The job ambulancemen dread more than any other is the maternity case that goes horribly wrong, resulting in the deaths of both mother and baby. Thankfully it's quite a rare occurrence and in all my long years on the ambulances I've witnessed it only about a dozen times. Well, maybe twenty. When all goes as nature intended and a healthy baby is born successfully, we pat ourselves on the back and think it's a great achievement, insist that the child be named after us and wonder how on earth women have managed without us for hundreds of thousands of years.

Seriously though, all ambulancemen without exception would rather the whole messy business of childbirth was left in the hands of women, who are, let's face it, far better equipped to deal with such matters. Some of them actually like babies, if you can imagine such a thing. Indeed, it's the best argument I've heard yet for the otherwise preposterous notion of employing female ambulancemen, but until that dark, sadly inevitable, though hopefully far-off day, we are obliged to turn out in all weathers and at all hours to lend our assistance.

Which reminds me, we went to an unusual one last year where an eleven-year-old was in labour in a horse-drawn caravan on the common. Her family was passing through on its way to the hopfields, had parked for the night, when her waters broke and the baby decided, with remarkable insight for one so young, that Clapham was the finest of places in which to be born.
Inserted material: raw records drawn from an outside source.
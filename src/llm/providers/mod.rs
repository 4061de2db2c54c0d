//! LLM provider implementations.
//!
//! `build(config, api_key)` is the factory, called once at startup.

pub mod dummy;
pub mod gemini;
pub mod openai_compatible;
pub mod scripted;

use std::time::Duration;

use crate::core::config::LlmConfig;
use crate::llm::{LlmProvider, ProviderError};

/// Construct a `LlmProvider` from config and an optional API key.
///
/// `api_key` comes from the environment, never TOML. It may be `None` for
/// keyless local OpenAI-compatible servers; Gemini requires one.
pub fn build(config: &LlmConfig, api_key: Option<String>) -> Result<LlmProvider, ProviderError> {
    match config.provider.as_str() {
        "dummy" => Ok(LlmProvider::Dummy(dummy::DummyProvider)),
        "scripted" => Ok(LlmProvider::Scripted(
            scripted::ScriptedProvider::new(config.scripted_replies.clone())
                .with_delay(Duration::from_millis(config.scripted_delay_ms)),
        )),
        "openai" | "openai-compatible" => {
            let p = openai_compatible::OpenAiCompatibleProvider::new(&config.openai, api_key)?;
            Ok(LlmProvider::OpenAiCompatible(p))
        }
        "gemini" => {
            let g = &config.gemini;
            let key = api_key.ok_or_else(|| ProviderError::MissingApiKey("gemini".into()))?;
            let p = gemini::GeminiProvider::new(
                g.api_base_url.clone(),
                g.model.clone(),
                g.temperature,
                g.timeout_seconds,
                key,
            )?;
            Ok(LlmProvider::Gemini(p))
        }
        _ => Err(ProviderError::UnknownProvider(config.provider.clone())),
    }
}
The first thing that struck me as odd upon entering the caravan was the constituency of the family unit: a man of around fifty living with seven young women, the oldest of whom was maybe seventeen, the youngest about nine. Because of their similarity to each other, I assumed they were his daughters but the affection he displayed towards them was hardly paternal and the one giving birth spoke to him in the harsh, nagging tones of a wife. And then I twigged - they were simultaneously his daughters and his wives, and the newborn, had he survived, would have been a son, a grandson, a nephew, a half-brother and no doubt a husband as well one day to someone or other in the cramped little van.

Alas, for reasons he did not articulate, the man found the baby not to his liking and with his calloused hands about its tiny throat, the poor scrap lasted barely a minute. The oldest woman wrapped the little body in a piece of cloth and took it outside where we helped her to dig a hole and bury it beneath an elm tree. The family gathered around and spoke a few solemn words in a language not familiar to us, the women sprinkling strange, sweet-smelling herbs in the makeshift grave. When the job was done we wished them luck and went about our business.

Shortly before the end of our shift we passed by again but the horse and the caravan had gone, leaving no sign of their ever having been there. Nothing stirred the early morning mist, save a couple of crows pecking and clawing frantically at a tiny mound of fresh earth beneath a distant elm.